▶ Work instruction: Please transcribe the entries below without omitting a single character.

▶ Supplied records:
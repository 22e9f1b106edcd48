//! farmdesk-query - search, filter and paginate in-memory record collections.
//!
//! This crate backs the list screens of the farmdesk admin (users, farms,
//! notifications). Given a slice of records, a [`ListQuery`] and an accessor
//! that reads fields by name, a [`ListEngine`] returns one [`Page`] of
//! matches plus the totals needed to draw pagination controls.
//!
//! The engine is a pure function of its inputs. Callers own the search box,
//! filter selections and current page, and re-run the query whenever any of
//! them changes.
//!
//! # Quick Start
//!
//! ```rust
//! use farmdesk_query::{Comparator, ListEngine, ListQuery, Value};
//!
//! struct User {
//!     name: String,
//!     email: String,
//!     status: &'static str,
//! }
//!
//! fn accessor<'a>(user: &'a User, field: &str) -> Value<'a> {
//!     match field {
//!         "name" => Value::Text(&user.name),
//!         "email" => Value::Text(&user.email),
//!         "status" => Value::Text(user.status),
//!         _ => Value::None,
//!     }
//! }
//!
//! let users: Vec<User> = (1..=10)
//!     .map(|n| User {
//!         name: format!("User {n}"),
//!         email: format!("user{n}@email.com"),
//!         status: if n == 7 { "inactive" } else { "active" },
//!     })
//!     .collect();
//!
//! let engine = ListEngine::new()
//!     .search_fields(["name", "email"])
//!     .filter_with("status", Comparator::Exact);
//!
//! let query = ListQuery::new().filter("status", "active").page(2).page_size(8);
//! let page = engine.query(&users, &query, accessor).unwrap();
//!
//! assert_eq!(page.total_matched, 9);
//! assert_eq!(page.total_pages, 2);
//! assert_eq!(page.items.len(), 1);
//! assert_eq!(page.items[0].name, "User 10");
//! ```
//!
//! # Query Semantics
//!
//! ```text
//! match = (search term empty
//!          ∨ lowercase(term) ⊆ lowercase(any searchable field))
//!       ∧ (every filter is the wildcard or its comparator holds)
//! ```
//!
//! | Comparator | Holds when |
//! |------------|------------|
//! | `Exact` (default) | field == value |
//! | `ExactIgnoreCase` | lowercase(field) == lowercase(value) |
//! | `Contains` | value ⊆ field |
//! | `ContainsIgnoreCase` | lowercase(value) ⊆ lowercase(field) |
//! | `Pattern` | field matches the regex `value` |
//!
//! Fields are compared through their string form: numbers in decimal,
//! booleans as `true`/`false`, dates as epoch milliseconds. A field the
//! accessor reports as [`Value::None`] matches neither search nor filters.

mod comparator;
mod engine;
mod error;
mod page;
mod query;
mod traits;
mod value;

// Re-export public API
pub use comparator::{Comparator, Matcher};
pub use engine::{ListEngine, Prepared, WILDCARD};
pub use error::{QueryError, Result};
pub use page::{total_pages, Page};
pub use query::{ListQuery, DEFAULT_PAGE_SIZE};
pub use traits::Record;
pub use value::{Number, Timestamp, Value};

▶ Expected answer:
repository 22e9f1b106edcd48
//! farmdesk-query - search, filter and paginate in-memory record collections.
//!
//! This crate backs the list screens of the farmdesk admin (users, farms,
//! notifications). Given a slice of records, a [`ListQuery`] and an accessor
//! that reads fields by name, a [`ListEngine`] returns one [`Page`] of
//! matches plus the totals needed to draw pagination controls.
//!
//! The engine is a pure function of its inputs. Callers own the search box,
//! filter selections and current page, and re-run the query whenever any of
//! them changes.
//!
//! # Quick Start
//!
//! ```rust
//! use farmdesk_query::{Comparator, ListEngine, ListQuery, Value};
//!
//! struct User {
//!     name: String,
//!     email: String,
//!     status: &'static str,
//! }
//!
//! fn accessor<'a>(user: &'a User, field: &str) -> Value<'a> {
//!     match field {
//!         "name" => Value::Text(&user.name),
//!         "email" => Value::Text(&user.email),
//!         "status" => Value::Text(user.status),
//!         _ => Value::None,
//!     }
//! }
//!
//! let users: Vec<User> = (1..=10)
//!     .map(|n| User {
//!         name: format!("User {n}"),
//!         email: format!("user{n}@email.com"),
//!         status: if n == 7 { "inactive" } else { "active" },
//!     })
//!     .collect();
//!
//! let engine = ListEngine::new()
//!     .search_fields(["name", "email"])
//!     .filter_with("status", Comparator::Exact);
//!
//! let query = ListQuery::new().filter("status", "active").page(2).page_size(8);
//! let page = engine.query(&users, &query, accessor).unwrap();
//!
//! assert_eq!(page.total_matched, 9);
//! assert_eq!(page.total_pages, 2);
//! assert_eq!(page.items.len(), 1);
//! assert_eq!(page.items[0].name, "User 10");
//! ```
//!
//! # Query Semantics
//!
//! ```text
//! match = (search term empty
//!          ∨ lowercase(term) ⊆ lowercase(any searchable field))
//!       ∧ (every filter is the wildcard or its comparator holds)
//! ```
//!
//! | Comparator | Holds when |
//! |------------|------------|
//! | `Exact` (default) | field == value |
//! | `ExactIgnoreCase` | lowercase(field) == lowercase(value) |
//! | `Contains` | value ⊆ field |
//! | `ContainsIgnoreCase` | lowercase(value) ⊆ lowercase(field) |
//! | `Pattern` | field matches the regex `value` |
//!
//! Fields are compared through their string form: numbers in decimal,
//! booleans as `true`/`false`, dates as epoch milliseconds. A field the
//! accessor reports as [`Value::None`] matches neither search nor filters.

mod comparator;
mod engine;
mod error;
mod page;
mod query;
mod traits;
mod value;

// Re-export public API
pub use comparator::{Comparator, Matcher};
pub use engine::{ListEngine, Prepared, WILDCARD};
pub use error::{QueryError, Result};
pub use page::{total_pages, Page};
pub use query::{ListQuery, DEFAULT_PAGE_SIZE};
pub use traits::Record;
pub use value::{Number, Timestamp, Value};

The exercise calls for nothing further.